Exercise
Write out the entries below once more, exactly.

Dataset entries
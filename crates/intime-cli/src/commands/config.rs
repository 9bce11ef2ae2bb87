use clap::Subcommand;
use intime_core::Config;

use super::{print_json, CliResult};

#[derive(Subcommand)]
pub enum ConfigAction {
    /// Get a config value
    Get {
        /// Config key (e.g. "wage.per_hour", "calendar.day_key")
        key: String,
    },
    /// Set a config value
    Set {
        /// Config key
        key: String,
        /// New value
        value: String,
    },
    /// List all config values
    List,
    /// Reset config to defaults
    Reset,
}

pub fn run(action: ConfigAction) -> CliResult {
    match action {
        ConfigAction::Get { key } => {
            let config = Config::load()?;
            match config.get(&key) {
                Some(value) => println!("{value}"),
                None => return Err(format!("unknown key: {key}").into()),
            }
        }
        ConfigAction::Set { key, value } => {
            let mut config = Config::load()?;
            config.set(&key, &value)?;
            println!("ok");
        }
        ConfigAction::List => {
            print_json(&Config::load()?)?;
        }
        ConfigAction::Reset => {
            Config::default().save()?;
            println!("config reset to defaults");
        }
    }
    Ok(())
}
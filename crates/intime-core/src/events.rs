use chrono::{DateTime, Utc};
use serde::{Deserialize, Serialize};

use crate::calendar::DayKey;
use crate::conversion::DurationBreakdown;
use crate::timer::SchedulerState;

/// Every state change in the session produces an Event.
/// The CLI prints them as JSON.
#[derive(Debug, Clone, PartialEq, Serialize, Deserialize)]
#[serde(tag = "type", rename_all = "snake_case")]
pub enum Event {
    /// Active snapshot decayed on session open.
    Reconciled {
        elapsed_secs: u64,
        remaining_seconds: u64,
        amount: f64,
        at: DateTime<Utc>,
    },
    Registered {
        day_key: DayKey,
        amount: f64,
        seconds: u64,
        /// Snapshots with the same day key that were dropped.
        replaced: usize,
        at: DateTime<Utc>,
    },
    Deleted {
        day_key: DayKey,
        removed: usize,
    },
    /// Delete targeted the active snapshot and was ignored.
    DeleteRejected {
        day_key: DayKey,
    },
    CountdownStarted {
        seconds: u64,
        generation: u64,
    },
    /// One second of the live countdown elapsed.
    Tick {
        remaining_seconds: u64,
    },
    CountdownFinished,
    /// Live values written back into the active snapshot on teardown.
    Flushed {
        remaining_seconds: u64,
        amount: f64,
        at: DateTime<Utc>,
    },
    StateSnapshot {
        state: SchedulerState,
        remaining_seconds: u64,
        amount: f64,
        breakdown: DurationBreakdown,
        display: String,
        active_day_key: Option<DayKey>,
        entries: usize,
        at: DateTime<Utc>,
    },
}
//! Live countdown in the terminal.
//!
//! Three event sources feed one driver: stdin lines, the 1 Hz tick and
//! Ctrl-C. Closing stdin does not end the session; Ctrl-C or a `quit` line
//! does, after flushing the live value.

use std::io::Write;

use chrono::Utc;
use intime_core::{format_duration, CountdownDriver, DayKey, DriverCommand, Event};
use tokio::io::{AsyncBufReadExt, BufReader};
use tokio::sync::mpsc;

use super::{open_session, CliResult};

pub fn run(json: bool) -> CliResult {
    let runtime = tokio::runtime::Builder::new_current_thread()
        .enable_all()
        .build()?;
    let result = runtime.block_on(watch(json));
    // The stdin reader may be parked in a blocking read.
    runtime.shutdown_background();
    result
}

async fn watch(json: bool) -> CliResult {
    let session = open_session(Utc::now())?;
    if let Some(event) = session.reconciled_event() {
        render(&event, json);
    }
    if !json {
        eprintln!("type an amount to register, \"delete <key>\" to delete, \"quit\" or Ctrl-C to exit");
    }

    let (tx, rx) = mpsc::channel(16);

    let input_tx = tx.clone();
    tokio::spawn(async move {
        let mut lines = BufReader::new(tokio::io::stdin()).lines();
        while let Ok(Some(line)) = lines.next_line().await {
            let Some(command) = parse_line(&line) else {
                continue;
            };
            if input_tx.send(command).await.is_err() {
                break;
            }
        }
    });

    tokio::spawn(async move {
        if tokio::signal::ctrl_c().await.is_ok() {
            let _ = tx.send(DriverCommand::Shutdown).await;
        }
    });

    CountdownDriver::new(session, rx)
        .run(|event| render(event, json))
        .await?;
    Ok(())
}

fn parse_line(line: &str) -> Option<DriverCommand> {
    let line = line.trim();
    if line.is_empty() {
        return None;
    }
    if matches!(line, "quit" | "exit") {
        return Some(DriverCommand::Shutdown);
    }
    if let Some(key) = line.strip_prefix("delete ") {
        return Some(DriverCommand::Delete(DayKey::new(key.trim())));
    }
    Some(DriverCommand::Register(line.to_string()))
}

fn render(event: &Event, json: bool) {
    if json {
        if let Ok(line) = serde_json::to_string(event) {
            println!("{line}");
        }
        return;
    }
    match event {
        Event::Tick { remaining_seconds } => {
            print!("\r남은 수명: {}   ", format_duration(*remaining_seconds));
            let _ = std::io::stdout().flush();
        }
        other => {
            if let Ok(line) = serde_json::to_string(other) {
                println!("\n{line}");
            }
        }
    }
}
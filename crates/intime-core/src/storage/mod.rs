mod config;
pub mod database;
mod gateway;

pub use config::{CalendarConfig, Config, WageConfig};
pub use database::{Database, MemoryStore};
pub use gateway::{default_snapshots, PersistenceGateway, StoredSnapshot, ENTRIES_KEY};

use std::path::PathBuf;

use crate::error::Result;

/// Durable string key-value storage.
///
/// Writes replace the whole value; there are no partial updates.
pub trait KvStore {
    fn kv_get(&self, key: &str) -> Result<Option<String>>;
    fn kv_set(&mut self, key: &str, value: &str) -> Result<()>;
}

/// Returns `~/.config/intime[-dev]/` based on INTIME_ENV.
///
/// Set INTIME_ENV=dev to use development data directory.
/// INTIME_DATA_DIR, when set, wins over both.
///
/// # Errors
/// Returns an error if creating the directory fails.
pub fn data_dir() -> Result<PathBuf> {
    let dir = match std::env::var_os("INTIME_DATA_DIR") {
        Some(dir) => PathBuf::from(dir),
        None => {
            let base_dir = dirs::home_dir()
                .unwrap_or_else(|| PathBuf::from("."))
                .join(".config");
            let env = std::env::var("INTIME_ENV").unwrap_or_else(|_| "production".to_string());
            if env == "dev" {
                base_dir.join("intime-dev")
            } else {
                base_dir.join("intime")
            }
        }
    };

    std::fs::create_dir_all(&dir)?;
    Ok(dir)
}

Result of the task
filename crates/intime-cli/src/commands/config.rs
repository 9bce11ef2ae2bb87
use clap::Subcommand;
use intime_core::Config;

use super::{print_json, CliResult};

#[derive(Subcommand)]
pub enum ConfigAction {
    /// Get a config value
    Get {
        /// Config key (e.g. "wage.per_hour", "calendar.day_key")
        key: String,
    },
    /// Set a config value
    Set {
        /// Config key
        key: String,
        /// New value
        value: String,
    },
    /// List all config values
    List,
    /// Reset config to defaults
    Reset,
}

pub fn run(action: ConfigAction) -> CliResult {
    match action {
        ConfigAction::Get { key } => {
            let config = Config::load()?;
            match config.get(&key) {
                Some(value) => println!("{value}"),
                None => return Err(format!("unknown key: {key}").into()),
            }
        }
        ConfigAction::Set { key, value } => {
            let mut config = Config::load()?;
            config.set(&key, &value)?;
            println!("ok");
        }
        ConfigAction::List => {
            print_json(&Config::load()?)?;
        }
        ConfigAction::Reset => {
            Config::default().save()?;
            println!("config reset to defaults");
        }
    }
    Ok(())
}
filename crates/intime-core/src/events.rs
use chrono::{DateTime, Utc};
use serde::{Deserialize, Serialize};

use crate::calendar::DayKey;
use crate::conversion::DurationBreakdown;
use crate::timer::SchedulerState;

/// Every state change in the session produces an Event.
/// The CLI prints them as JSON.
#[derive(Debug, Clone, PartialEq, Serialize, Deserialize)]
#[serde(tag = "type", rename_all = "snake_case")]
pub enum Event {
    /// Active snapshot decayed on session open.
    Reconciled {
        elapsed_secs: u64,
        remaining_seconds: u64,
        amount: f64,
        at: DateTime<Utc>,
    },
    Registered {
        day_key: DayKey,
        amount: f64,
        seconds: u64,
        /// Snapshots with the same day key that were dropped.
        replaced: usize,
        at: DateTime<Utc>,
    },
    Deleted {
        day_key: DayKey,
        removed: usize,
    },
    /// Delete targeted the active snapshot and was ignored.
    DeleteRejected {
        day_key: DayKey,
    },
    CountdownStarted {
        seconds: u64,
        generation: u64,
    },
    /// One second of the live countdown elapsed.
    Tick {
        remaining_seconds: u64,
    },
    CountdownFinished,
    /// Live values written back into the active snapshot on teardown.
    Flushed {
        remaining_seconds: u64,
        amount: f64,
        at: DateTime<Utc>,
    },
    StateSnapshot {
        state: SchedulerState,
        remaining_seconds: u64,
        amount: f64,
        breakdown: DurationBreakdown,
        display: String,
        active_day_key: Option<DayKey>,
        entries: usize,
        at: DateTime<Utc>,
    },
}
//! Live countdown in the terminal.
//!
//! Three event sources feed one driver: stdin lines, the 1 Hz tick and
//! Ctrl-C. Closing stdin does not end the session; Ctrl-C or a `quit` line
//! does, after flushing the live value.

use std::io::Write;

use chrono::Utc;
use intime_core::{format_duration, CountdownDriver, DayKey, DriverCommand, Event};
use tokio::io::{AsyncBufReadExt, BufReader};
use tokio::sync::mpsc;

use super::{open_session, CliResult};

pub fn run(json: bool) -> CliResult {
    let runtime = tokio::runtime::Builder::new_current_thread()
        .enable_all()
        .build()?;
    let result = runtime.block_on(watch(json));
    // The stdin reader may be parked in a blocking read.
    runtime.shutdown_background();
    result
}

async fn watch(json: bool) -> CliResult {
    let session = open_session(Utc::now())?;
    if let Some(event) = session.reconciled_event() {
        render(&event, json);
    }
    if !json {
        eprintln!("type an amount to register, \"delete <key>\" to delete, \"quit\" or Ctrl-C to exit");
    }

    let (tx, rx) = mpsc::channel(16);

    let input_tx = tx.clone();
    tokio::spawn(async move {
        let mut lines = BufReader::new(tokio::io::stdin()).lines();
        while let Ok(Some(line)) = lines.next_line().await {
            let Some(command) = parse_line(&line) else {
                continue;
            };
            if input_tx.send(command).await.is_err() {
                break;
            }
        }
    });

    tokio::spawn(async move {
        if tokio::signal::ctrl_c().await.is_ok() {
            let _ = tx.send(DriverCommand::Shutdown).await;
        }
    });

    CountdownDriver::new(session, rx)
        .run(|event| render(event, json))
        .await?;
    Ok(())
}

fn parse_line(line: &str) -> Option<DriverCommand> {
    let line = line.trim();
    if line.is_empty() {
        return None;
    }
    if matches!(line, "quit" | "exit") {
        return Some(DriverCommand::Shutdown);
    }
    if let Some(key) = line.strip_prefix("delete ") {
        return Some(DriverCommand::Delete(DayKey::new(key.trim())));
    }
    Some(DriverCommand::Register(line.to_string()))
}

fn render(event: &Event, json: bool) {
    if json {
        if let Ok(line) = serde_json::to_string(event) {
            println!("{line}");
        }
        return;
    }
    match event {
        Event::Tick { remaining_seconds } => {
            print!("\r남은 수명: {}   ", format_duration(*remaining_seconds));
            let _ = std::io::stdout().flush();
        }
        other => {
            if let Ok(line) = serde_json::to_string(other) {
                println!("\n{line}");
            }
        }
    }
}
filename crates/intime-core/src/storage/mod.rs
mod config;
pub mod database;
mod gateway;

pub use config::{CalendarConfig, Config, WageConfig};
pub use database::{Database, MemoryStore};
pub use gateway::{default_snapshots, PersistenceGateway, StoredSnapshot, ENTRIES_KEY};

use std::path::PathBuf;

use crate::error::Result;

/// Durable string key-value storage.
///
/// Writes replace the whole value; there are no partial updates.
pub trait KvStore {
    fn kv_get(&self, key: &str) -> Result<Option<String>>;
    fn kv_set(&mut self, key: &str, value: &str) -> Result<()>;
}

/// Returns `~/.config/intime[-dev]/` based on INTIME_ENV.
///
/// Set INTIME_ENV=dev to use development data directory.
/// INTIME_DATA_DIR, when set, wins over both.
///
/// # Errors
/// Returns an error if creating the directory fails.
pub fn data_dir() -> Result<PathBuf> {
    let dir = match std::env::var_os("INTIME_DATA_DIR") {
        Some(dir) => PathBuf::from(dir),
        None => {
            let base_dir = dirs::home_dir()
                .unwrap_or_else(|| PathBuf::from("."))
                .join(".config");
            let env = std::env::var("INTIME_ENV").unwrap_or_else(|_| "production".to_string());
            if env == "dev" {
                base_dir.join("intime-dev")
            } else {
                base_dir.join("intime")
            }
        }
    };

    std::fs::create_dir_all(&dir)?;
    Ok(dir)
}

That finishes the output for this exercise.